Altenburg, 45, was arrested on a warrant Thursday morning following a month-long investigation by the Federal Bureau of Investigation. Altenburg allegedly embezzled the money while working as a trading analyst at a Portland-based financial firm, according to the affidavit by FBI special agent Kevin McCusker.

The name of the financial firm, described as a specialty investment advisory firm, was not included in any court documents and a representative of the U.S. Attorney’s Office declined to provide the name Tuesday.

“It is our general practice not to identify victims in charging documents, for privacy and other reasons,” said Craig Wolff, a spokesman for the Maine U.S. Attorney’s Office.

Altenburg is charged with four counts of wire fraud, which are Class C felonies punishable by up to 20 years imprisonment and a $250,000 fine, according to court records.

FBI special agent Kevin M. McCusker states in an Oct. 14 search warrant affidavit that the bureau became aware on Sept. 15 of the alleged embezzlement by Altenburg.

McCusker writes that Altenburg transferred funds from accounts under the control of the financial firm to his own personal accounts at USAA Federal Savings Bank without the knowledge of the financial firm. This was done through more than 100 financial transactions between February 2019 and September 2020, the affidavit states.


Altenburg and his wife, Heather Altenburg (also known as Heather Bryant), then allegedly spent the embezzled money. Wolff declined to say if Altenburg’s wife faces charges as well.

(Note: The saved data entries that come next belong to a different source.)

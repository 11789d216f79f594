//! Output formatting utilities

use colored::*;
use rhythm_types::{Post, SortResult};
use serde::Serialize;
use tabled::{Table, Tabled};

/// Output format for CLI commands
#[derive(Debug, Clone, Copy, Default, clap::ValueEnum)]
pub enum OutputFormat {
    /// Pretty-printed table format
    #[default]
    Table,
    /// JSON format
    Json,
}

/// One ranked post as a table row
#[derive(Debug, Serialize, Tabled)]
pub struct PostRow {
    #[tabled(rename = "Rank")]
    pub rank: usize,
    #[tabled(rename = "Post")]
    pub id: u64,
    #[tabled(rename = "Author")]
    pub author: String,
    #[tabled(rename = "Score")]
    pub score: String,
    #[tabled(rename = "Title")]
    pub title: String,
}

impl PostRow {
    fn from_post(rank: usize, post: &Post) -> Self {
        Self {
            rank,
            id: post.id,
            author: post.author.full_username(),
            score: post.sort.map_or_else(|| "-".to_string(), |s| format!("{s:.3}")),
            title: post.title.clone().unwrap_or_default(),
        }
    }
}

pub fn post_rows(result: &SortResult) -> Vec<PostRow> {
    result
        .posts
        .iter()
        .enumerate()
        .map(|(i, post)| PostRow::from_post(i + 1, post))
        .collect()
}

/// Print a vector of items in the specified format
pub fn print_output<T: Serialize + Tabled>(data: Vec<T>, format: OutputFormat) {
    match format {
        OutputFormat::Table => {
            if data.is_empty() {
                println!("{}", "No results".dimmed());
            } else {
                println!("{}", Table::new(data));
            }
        }
        OutputFormat::Json => print_single(&data),
    }
}

/// Print a single item as JSON
pub fn print_single<T: Serialize>(data: &T) {
    match serde_json::to_string_pretty(data) {
        Ok(json) => println!("{}", json),
        Err(e) => print_error(&format!("could not serialize output: {}", e)),
    }
}

/// Print a success message
pub fn print_success(message: &str) {
    println!("{} {}", "✓".green(), message);
}

/// Print an error message
pub fn print_error(message: &str) {
    eprintln!("{} {}", "✗".red(), message);
}

/// Print a warning message
pub fn print_warning(message: &str) {
    println!("{} {}", "⚠".yellow(), message);
}
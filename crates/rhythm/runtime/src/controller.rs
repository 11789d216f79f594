//! The Rhythm lifecycle controller.
//!
//! One controller serves one sandbox. It accepts a single `RunRhythm` at a
//! time, owns the post cursor and drives the hooks one call at a time on the
//! blocking pool.

use std::any::Any;
use std::sync::Arc;
use std::time::Duration;

use async_trait::async_trait;
use rhythm_sandbox::{
    CapabilityHost, Hook, Rhythm, RhythmContext, SandboxError, SandboxLimits, ScriptRhythm,
};
use rhythm_transport::{Endpoint, MessageHandler, MessageType, TransportError};
use rhythm_types::{
    rank_posts, ErrorCode, ErrorReport, KindredMap, Post, PostId, PostQuery, RhythmSource,
    SortRequest, SortResult,
};
use serde_json::{json, Value};
use tokio::runtime::Handle;
use tokio::sync::{watch, Mutex};
use tracing::{debug, error, info, instrument, warn};

use crate::config::FilterConfig;
use crate::error::RuntimeError;
use crate::gate::KindredGate;
use crate::host::TransportCapabilityHost;
use crate::phase::Phase;
use crate::session::SessionState;

/// Turns Rhythm source into something the controller can drive.
pub trait RhythmLoader: Send + Sync {
    fn load(
        &self,
        source: &RhythmSource,
        context: Arc<RhythmContext>,
        host: Arc<dyn CapabilityHost>,
    ) -> Result<Arc<dyn Rhythm>, SandboxError>;
}

/// Loads Rhai Rhythms into a restricted engine.
#[derive(Debug, Clone)]
pub struct ScriptLoader {
    limits: SandboxLimits,
    hook_budget: Option<Duration>,
}

impl ScriptLoader {
    pub fn new(limits: SandboxLimits, hook_budget: Option<Duration>) -> Self {
        Self {
            limits,
            hook_budget,
        }
    }

    pub fn from_config(config: &FilterConfig) -> Self {
        Self::new(config.limits.clone(), Some(config.timing.item_timeout()))
    }
}

impl RhythmLoader for ScriptLoader {
    fn load(
        &self,
        source: &RhythmSource,
        context: Arc<RhythmContext>,
        host: Arc<dyn CapabilityHost>,
    ) -> Result<Arc<dyn Rhythm>, SandboxError> {
        let rhythm = ScriptRhythm::load(source, context, host, &self.limits, self.hook_budget)?;
        Ok(Arc::new(rhythm))
    }
}

/// Filter-side handler for `RunRhythm` and `ReceiveKindredData`.
pub struct RhythmController {
    endpoint: Arc<Endpoint>,
    config: FilterConfig,
    loader: Arc<dyn RhythmLoader>,
    gate: KindredGate,
    phase: watch::Sender<Phase>,
    /// Set once Domus has acknowledged our `DomainReady`.
    ready: watch::Sender<bool>,
    running: Mutex<()>,
}

fn panic_message(payload: Box<dyn Any + Send>) -> String {
    if let Some(message) = payload.downcast_ref::<&str>() {
        (*message).to_string()
    } else if let Some(message) = payload.downcast_ref::<String>() {
        message.clone()
    } else {
        "non-string panic payload".to_string()
    }
}

impl RhythmController {
    pub fn new(endpoint: Arc<Endpoint>, config: FilterConfig) -> Arc<Self> {
        let loader = Arc::new(ScriptLoader::from_config(&config));
        Self::with_loader(endpoint, config, loader)
    }

    pub fn with_loader(
        endpoint: Arc<Endpoint>,
        config: FilterConfig,
        loader: Arc<dyn RhythmLoader>,
    ) -> Arc<Self> {
        let (phase, _) = watch::channel(Phase::Idle);
        let (ready, _) = watch::channel(false);
        Arc::new(Self {
            endpoint,
            config,
            loader,
            gate: KindredGate::new(),
            phase,
            ready,
            running: Mutex::new(()),
        })
    }

    /// Record a completed readiness handshake. Until then no session data is
    /// accepted and no Rhythm runs.
    pub fn mark_ready(&self) {
        self.ready.send_replace(true);
    }

    pub fn is_ready(&self) -> bool {
        *self.ready.borrow()
    }

    /// Hold a message that raced the handshake acknowledgement, failing it
    /// if the handshake does not complete within the window.
    async fn wait_ready(&self) -> Result<(), RuntimeError> {
        if self.is_ready() {
            return Ok(());
        }
        let window_ms = self.config.endpoint.handshake_window_ms;
        let mut ready = self.ready.subscribe();
        let outcome = match tokio::time::timeout(
            Duration::from_millis(window_ms),
            ready.wait_for(|ready| *ready),
        )
        .await
        {
            Ok(Ok(_)) => Ok(()),
            Ok(Err(_)) => Err(RuntimeError::Transport(TransportError::Closed)),
            Err(_) => {
                warn!(window_ms, "Rejecting message, readiness handshake incomplete");
                Err(RuntimeError::Transport(TransportError::HandshakeTimeout {
                    window_ms,
                }))
            }
        };
        outcome
    }

    pub fn phase(&self) -> Phase {
        *self.phase.borrow()
    }

    pub fn subscribe_phase(&self) -> watch::Receiver<Phase> {
        self.phase.subscribe()
    }

    pub fn gate(&self) -> &KindredGate {
        &self.gate
    }

    fn set_phase(&self, phase: Phase) {
        let previous = self.phase.send_replace(phase);
        debug!(from = %previous, to = %phase, "Phase transition");
    }

    /// Execute one sort request end to end.
    ///
    /// Rejected with [`RuntimeError::Busy`] while another run is in flight.
    #[instrument(skip_all)]
    pub async fn run(&self, payload: Value) -> Result<SortResult, RuntimeError> {
        self.wait_ready().await?;
        let Ok(_running) = self.running.try_lock() else {
            warn!(phase = %self.phase(), "RunRhythm rejected, a sort is already running");
            return Err(RuntimeError::Busy);
        };

        let outcome = self.execute(payload).await;

        self.set_phase(Phase::Reporting);
        match &outcome {
            Ok(result) => info!(posts = result.posts.len(), "Sort complete"),
            Err(err) => warn!(error = %err, "Sort failed"),
        }
        self.set_phase(Phase::Idle);
        outcome
    }

    async fn execute(&self, payload: Value) -> Result<SortResult, RuntimeError> {
        let request = SortRequest::from_value(&payload).map_err(RuntimeError::InvalidRequest)?;

        self.set_phase(Phase::AwaitingKindred);
        let kindred = self.gate.wait(self.config.timing.kindred_timeout()).await?;

        let mut session = SessionState::new(request, kindred);
        info!(
            session_id = %session.id,
            rhythm = %session.request.rhythm.identity(),
            sort_type = ?session.request.sort_type,
            "Session started"
        );

        self.set_phase(Phase::Loading);
        let rhythm = self.load(&session).await?;

        self.set_phase(Phase::Init);
        let init = Arc::clone(&rhythm);
        self.blocking(Hook::Init.name(), None, move || init.init()).await?;

        let settings = session.context().lock_settings();
        let query = session.post_query(&settings, &self.config.limits);
        let posts = self.fetch_posts(&query).await?;
        debug!(session_id = %session.id, count = posts.len(), "Posts fetched");
        session.load_posts(posts);

        self.set_phase(Phase::Iterating);
        while let Some(post) = session.current().cloned() {
            let post_id = post.id;
            let main = Arc::clone(&rhythm);
            let decision = self
                .blocking(Hook::Main.name(), Some(post_id), move || main.main(&post))
                .await?;
            debug!(post_id, ?decision, "Post processed");
            session.record(decision);
        }

        self.set_phase(Phase::Finalizing);
        let posts = session.take_posts();
        let finalize = Arc::clone(&rhythm);
        let posts = self
            .blocking(Hook::Finalize.name(), None, move || finalize.finalize(posts))
            .await?;

        Ok(session.result(rank_posts(posts)))
    }

    async fn load(&self, session: &SessionState) -> Result<Arc<dyn Rhythm>, RuntimeError> {
        let loader = Arc::clone(&self.loader);
        let source = session.request.rhythm.clone();
        let context = Arc::clone(session.context());
        let host: Arc<dyn CapabilityHost> = Arc::new(TransportCapabilityHost::new(
            Arc::clone(&self.endpoint),
            Handle::current(),
        ));
        self.blocking("load", None, move || loader.load(&source, context, host))
            .await
    }

    async fn fetch_posts(&self, query: &PostQuery) -> Result<Vec<Post>, RuntimeError> {
        let payload =
            serde_json::to_value(query).map_err(|e| RuntimeError::Internal(e.to_string()))?;
        let data = self
            .endpoint
            .request(MessageType::GetPosts, payload, None)
            .await
            .map_err(RuntimeError::from_post_fetch)?;
        serde_json::from_value(data).map_err(|e| {
            RuntimeError::PostSource(ErrorReport::with_message(
                ErrorCode::SortRequestPosts,
                format!("malformed posts payload: {e}"),
            ))
        })
    }

    /// Run a sandbox call on the blocking pool.
    ///
    /// A panic is reported to the Domus domain as an `Error` notification and
    /// ends the run.
    async fn blocking<T, F>(
        &self,
        stage: &'static str,
        post_id: Option<PostId>,
        call: F,
    ) -> Result<T, RuntimeError>
    where
        F: FnOnce() -> Result<T, SandboxError> + Send + 'static,
        T: Send + 'static,
    {
        match tokio::task::spawn_blocking(call).await {
            Ok(result) => result.map_err(|err| RuntimeError::sandbox(err, post_id)),
            Err(join) if join.is_panic() => {
                let message = panic_message(join.into_panic());
                error!(stage, post_id, %message, "Rhythm call panicked");
                let fault = ErrorReport::new(
                    ErrorCode::Internal,
                    json!({ "message": message, "stage": stage, "post_id": post_id }),
                );
                let fault = serde_json::to_value(&fault).unwrap_or(Value::Null);
                if let Err(err) = self.endpoint.notify(MessageType::Error, fault).await {
                    warn!(error = %err, "Could not report panic to Domus");
                }
                Err(RuntimeError::Panicked { stage, message })
            }
            Err(join) => Err(RuntimeError::Internal(format!("{stage} call cancelled: {join}"))),
        }
    }

    async fn receive_kindred(&self, payload: &Value) -> Result<Value, RuntimeError> {
        self.wait_ready().await?;
        let kindred = KindredMap::from_payload(payload).map_err(RuntimeError::InvalidKindred)?;
        let accepted = self.gate.resolve(kindred);
        Ok(json!({ "accepted": accepted }))
    }
}

#[async_trait]
impl MessageHandler for RhythmController {
    async fn handle(&self, message_type: MessageType, data: Value) -> Result<Value, ErrorReport> {
        match message_type {
            MessageType::RunRhythm => {
                let result = self.run(data).await.map_err(RuntimeError::into_report)?;
                serde_json::to_value(result)
                    .map_err(|e| RuntimeError::Internal(e.to_string()).into_report())
            }
            MessageType::ReceiveKindredData => self
                .receive_kindred(&data)
                .await
                .map_err(RuntimeError::into_report),
            other => Err(ErrorReport::with_message(
                ErrorCode::Internal,
                format!("filter domain does not handle {other}"),
            )),
        }
    }
}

“I can only discuss what is in the public record, and cannot comment on whether an individual will or will not be charged,” said Wolff.

Court documents show that Altenburg appeared in federal court Thursday via video where he heard the charges against him. He was ordered released on an unsecured $10,000 bond which means he didn’t have to put up any personal property or pay any money. He will have to pay $10,000 if he doesn’t show up to court. No future court appearances have been scheduled yet, according to the court.

Altenburg is now under the supervision of a U.S. Pretrial Services Officer with the U.S. Probation and Pretrial Services, Wolff said, to ensure he is not a danger to anyone, meets the conditions of release set by the court, and that he attends all required court hearings.

As part of his conditions, Altenburg was to surrender his passport, receive medical or psychiatric treatment as directed and continue to seek employment. He is prohibited from possessing a firearm or weapon, using alcohol and unlawfully possessing narcotic drugs or other controlled substances. He also may have to participate in a substance abuse therapy program and counseling if directed by the pretrial services office or supervising officer. Altenburg may be subject to frequent drug testing, court documents show.

Attempts to reach Altenburg’s attorney for comment were unsuccessful.